SAN JOSE — Megan Rapinoe, her silvery hair streaked with hues of blue, let out a half-laugh when asked if she wanted to run for office.
Rapinoe, the world soccer player of the year who has knelt in support of former 49ers quarterback Colin Kaepernick and had a public spat last summer with President Donald Trump, sounded like a politician in response.
“At this time, I don’t have any plans of running for office; that seems out of the question,” she said in an interview this week in San Jose at the Watermark Conference for Women Silicon Valley.
Then came the teaser: “Never say never.”
For now, Rapinoe’s attention is on the Tokyo Games that begin July 22 for soccer. Rapinoe, 34, hopes to make her third Olympic team as the United States seeks to become the first country to win a women’s soccer gold medal the year after winning the World Cup.
Barring injury, Rapinoe is expected to make the 18-player U.S. roster. She hopes to be in Japan with her partner, Sue Bird, the U.S. basketball star who will be seeking to win a fifth Olympic gold medal.
Rapinoe, who received a legion of awards in 2019 that she could not have fathomed growing up in the rural, oak-lined countryside east of Redding, has catapulted into the public consciousness since helping the U.S. win the World Cup last summer in France.
It heated up when Rapinoe told a reporter, “I’m not going to the f…ing White House” if the team won the world championship.
Trump tweeted: “Megan should WIN before she TALKS.”
Then Bird wrote an essay in the Players Tribune titled “So the President F*cking Hates My Girlfriend.” In it, Bird wrote, “Like, dude, there’s nothing better demanding your attention??”
All of it brought attention to Rapinoe, who in July won the Golden Ball as the World Cup’s most valuable player and the Golden Boot trophy for being the tournament’s leading scorer with six goals.
Rapinoe also was named the Best FIFA Women’s Player of the Year, the prestigious France Football Ballon d’Or and the Sports Illustrated Sportsperson of the Year.

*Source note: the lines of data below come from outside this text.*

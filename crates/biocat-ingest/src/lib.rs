//! biocat bulk loader
//!
//! Populates the catalog from three header-less CSV files:
//!
//! - `assignment_data_sequences.csv`: `protein_id,sequence`
//! - `assignment_data_set.csv`: one domain assignment per row, with the
//!   protein's organism and length
//! - `pfam_descriptions.csv`: `pfam_id,description`
//!
//! The loader writes through the same [`biocat_server::store::CatalogStore`]
//! and get-or-create resolvers as the HTTP API.
//!
//! # Example
//!
//! ```no_run
//! use std::sync::Arc;
//!
//! use biocat_ingest::{LoadFiles, Loader};
//! use biocat_server::store::MemoryCatalogStore;
//!
//! #[tokio::main]
//! async fn main() -> anyhow::Result<()> {
//!     let mut loader = Loader::new(Arc::new(MemoryCatalogStore::new()));
//!     let report = loader.run(&LoadFiles::in_dir("./data_files")).await?;
//!     println!("skipped {} rows", report.skipped());
//!     Ok(())
//! }
//! ```

pub mod loader;
pub mod rows;

pub use loader::{FileReport, LoadError, LoadFiles, LoadReport, Loader};
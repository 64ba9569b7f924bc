use mediator::Request;
use serde::{Deserialize, Serialize};

use crate::models::{DomainWithPfam, Pfam};
use crate::store::{SharedStore, StoreError};

#[derive(Debug, Clone, Serialize, Deserialize)]
pub struct ListPfamsByTaxaQuery {
    pub taxa_id: i32,
}

/// A domain found in a taxon, with its Pfam family when it has one
#[derive(Debug, Clone, PartialEq, Eq, Serialize, Deserialize)]
pub struct DomainByTaxaItem {
    pub id: i64,
    pub pfam_id: Option<Pfam>,
}

impl From<DomainWithPfam> for DomainByTaxaItem {
    fn from(row: DomainWithPfam) -> Self {
        let pfam_id = match (row.pfam_id, row.pfam_description) {
            (Some(domain_id), Some(domain_description)) => Some(Pfam {
                domain_id,
                domain_description,
            }),
            _ => None,
        };
        Self { id: row.id, pfam_id }
    }
}

#[derive(Debug, thiserror::Error)]
pub enum ListPfamsByTaxaError {
    #[error(transparent)]
    Store(#[from] StoreError),
}

impl Request<Result<Vec<DomainByTaxaItem>, ListPfamsByTaxaError>> for ListPfamsByTaxaQuery {}

impl crate::cqrs::middleware::Query for ListPfamsByTaxaQuery {}

#[tracing::instrument(skip(store))]
pub async fn handle(
    store: SharedStore,
    query: ListPfamsByTaxaQuery,
) -> Result<Vec<DomainByTaxaItem>, ListPfamsByTaxaError> {
    let mut tx = store.begin().await?;
    let rows = tx.list_domains_by_taxa(query.taxa_id).await?;
    Ok(rows.into_iter().map(DomainByTaxaItem::from).collect())
}

#[cfg(test)]
mod tests {
    use super::*;

    #[test]
    fn test_item_without_pfam() {
        let item = DomainByTaxaItem::from(DomainWithPfam {
            id: 4,
            pfam_id: None,
            pfam_description: None,
        });
        assert_eq!(item.id, 4);
        assert!(item.pfam_id.is_none());
    }

    #[test]
    fn test_item_serializes_nested_pfam() {
        let item = DomainByTaxaItem::from(DomainWithPfam {
            id: 1,
            pfam_id: Some("PF01650".to_string()),
            pfam_description: Some("Peptidase C13 family".to_string()),
        });
        let json = serde_json::to_value(&item).unwrap();
        assert_eq!(json["pfam_id"]["domain_id"], "PF01650");
        assert_eq!(json["pfam_id"]["domain_description"], "Peptidase C13 family");
    }
}
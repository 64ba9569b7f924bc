//! Shared pagination utilities
//!
//! Limit/offset pagination for list queries.
//!
//! # Examples
//!
//! ```rust,ignore
//! use biocat_server::features::shared::pagination::{Paginated, PaginationParams};
//!
//! let params = PaginationParams::new(Some(20), Some(40));
//! let limit = params.limit(default_page_size);
//!
//! // After fetching data...
//! let page = Paginated::new(items, total, limit, params.offset());
//! ```

use serde::{Deserialize, Serialize};

use crate::config::MAX_PAGE_SIZE;

/// Common pagination request parameters
#[derive(Debug, Clone, Serialize, Deserialize, Default)]
pub struct PaginationParams {
    /// Items per page. Falls back to the configured default, clamped to 1-100.
    #[serde(skip_serializing_if = "Option::is_none")]
    pub limit: Option<i64>,

    /// Number of items to skip. Defaults to 0.
    #[serde(skip_serializing_if = "Option::is_none")]
    pub offset: Option<i64>,
}

impl PaginationParams {
    /// Create new pagination parameters
    pub fn new(limit: Option<i64>, offset: Option<i64>) -> Self {
        Self { limit, offset }
    }

    /// Get items per page, clamped to 1-100
    pub fn limit(&self, default: i64) -> i64 {
        self.limit.unwrap_or(default).clamp(1, MAX_PAGE_SIZE)
    }

    /// Get the number of items to skip
    pub fn offset(&self) -> i64 {
        self.offset.unwrap_or(0).max(0)
    }

    /// Validate pagination parameters
    ///
    /// Returns an error message if validation fails.
    pub fn validate(&self) -> Result<(), &'static str> {
        if let Some(limit) = self.limit {
            if !(1..=MAX_PAGE_SIZE).contains(&limit) {
                return Err("Limit must be between 1 and 100");
            }
        }
        if let Some(offset) = self.offset {
            if offset < 0 {
                return Err("Offset cannot be negative");
            }
        }
        Ok(())
    }
}

/// One page of a list response
#[derive(Debug, Clone, Serialize, Deserialize)]
pub struct Paginated<T> {
    /// Total number of items across all pages
    pub count: i64,
    pub limit: i64,
    pub offset: i64,
    pub has_next: bool,
    pub has_prev: bool,
    pub results: Vec<T>,
}

impl<T> Paginated<T> {
    pub fn new(results: Vec<T>, count: i64, limit: i64, offset: i64) -> Self {
        Self {
            count,
            limit,
            offset,
            has_next: offset.saturating_add(limit) < count,
            has_prev: offset > 0,
            results,
        }
    }

    /// Map items to a different type
    pub fn map<U, F: FnMut(T) -> U>(self, f: F) -> Paginated<U> {
        Paginated {
            count: self.count,
            limit: self.limit,
            offset: self.offset,
            has_next: self.has_next,
            has_prev: self.has_prev,
            results: self.results.into_iter().map(f).collect(),
        }
    }
}
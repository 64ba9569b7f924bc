//! Pfam API routes
//!
//! - `GET /api/pfam/:domain_id/` - Pfam family detail
//! - `GET /api/pfams/:taxa_id/` - Distinct domains found on proteins of a taxon

use axum::{
    extract::{rejection::PathRejection, Path, State},
    routing::get,
    Json, Router,
};

use super::queries::{
    get, list_by_taxa, DomainByTaxaItem, GetPfamError, GetPfamQuery, ListPfamsByTaxaError,
    ListPfamsByTaxaQuery,
};
use crate::error::AppError;
use crate::features::{route_with_slash, FeatureState};
use crate::models::Pfam;

pub fn pfams_routes() -> Router<FeatureState> {
    let router = Router::new();
    let router = route_with_slash(router, "/api/pfam/:domain_id", get(get_pfam));
    route_with_slash(router, "/api/pfams/:taxa_id", get(list_pfams_by_taxa))
}

#[tracing::instrument(skip(state))]
async fn get_pfam(
    State(state): State<FeatureState>,
    Path(domain_id): Path<String>,
) -> Result<Json<Pfam>, AppError> {
    let pfam = get::handle(state.store, GetPfamQuery { domain_id }).await?;
    Ok(Json(pfam))
}

#[tracing::instrument(skip(state, path))]
async fn list_pfams_by_taxa(
    State(state): State<FeatureState>,
    path: Result<Path<i32>, PathRejection>,
) -> Result<Json<Vec<DomainByTaxaItem>>, AppError> {
    let Path(taxa_id) = path?;
    let items = list_by_taxa::handle(state.store, ListPfamsByTaxaQuery { taxa_id }).await?;
    Ok(Json(items))
}

impl From<GetPfamError> for AppError {
    fn from(err: GetPfamError) -> Self {
        match err {
            GetPfamError::NotFound(_) => AppError::NotFound(err.to_string()),
            GetPfamError::Store(e) => e.into(),
        }
    }
}

impl From<ListPfamsByTaxaError> for AppError {
    fn from(err: ListPfamsByTaxaError) -> Self {
        match err {
            ListPfamsByTaxaError::Store(e) => e.into(),
        }
    }
}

Rapinoe and teammates filed a gender discrimination lawsuit in U.S. court in Los Angeles before the World Cup against the U.S. Soccer Federation. Rapinoe said the case, involving pay equity and other disparities between the men’s and women’s national teams, is headed to court in May.
“We’re always willing to listen to an offer that is serious,” Rapinoe told an audience of thousands at the San Jose McEnery Convention Center.
Rapinoe, a goal-scoring midfielder, has been balancing training for the U.S. team with an expanded national role to address issues involving gender equity, pay equity, LGBTQ rights and racism.
“If we’re doing what we’re supposed to do on the field we can talk as much as we want off the field,” she told the Watermark audience.
U.S. Soccer star Megan Rapinoe has become an activist athlete. (Nhat V. Meyer/Bay Area News Group)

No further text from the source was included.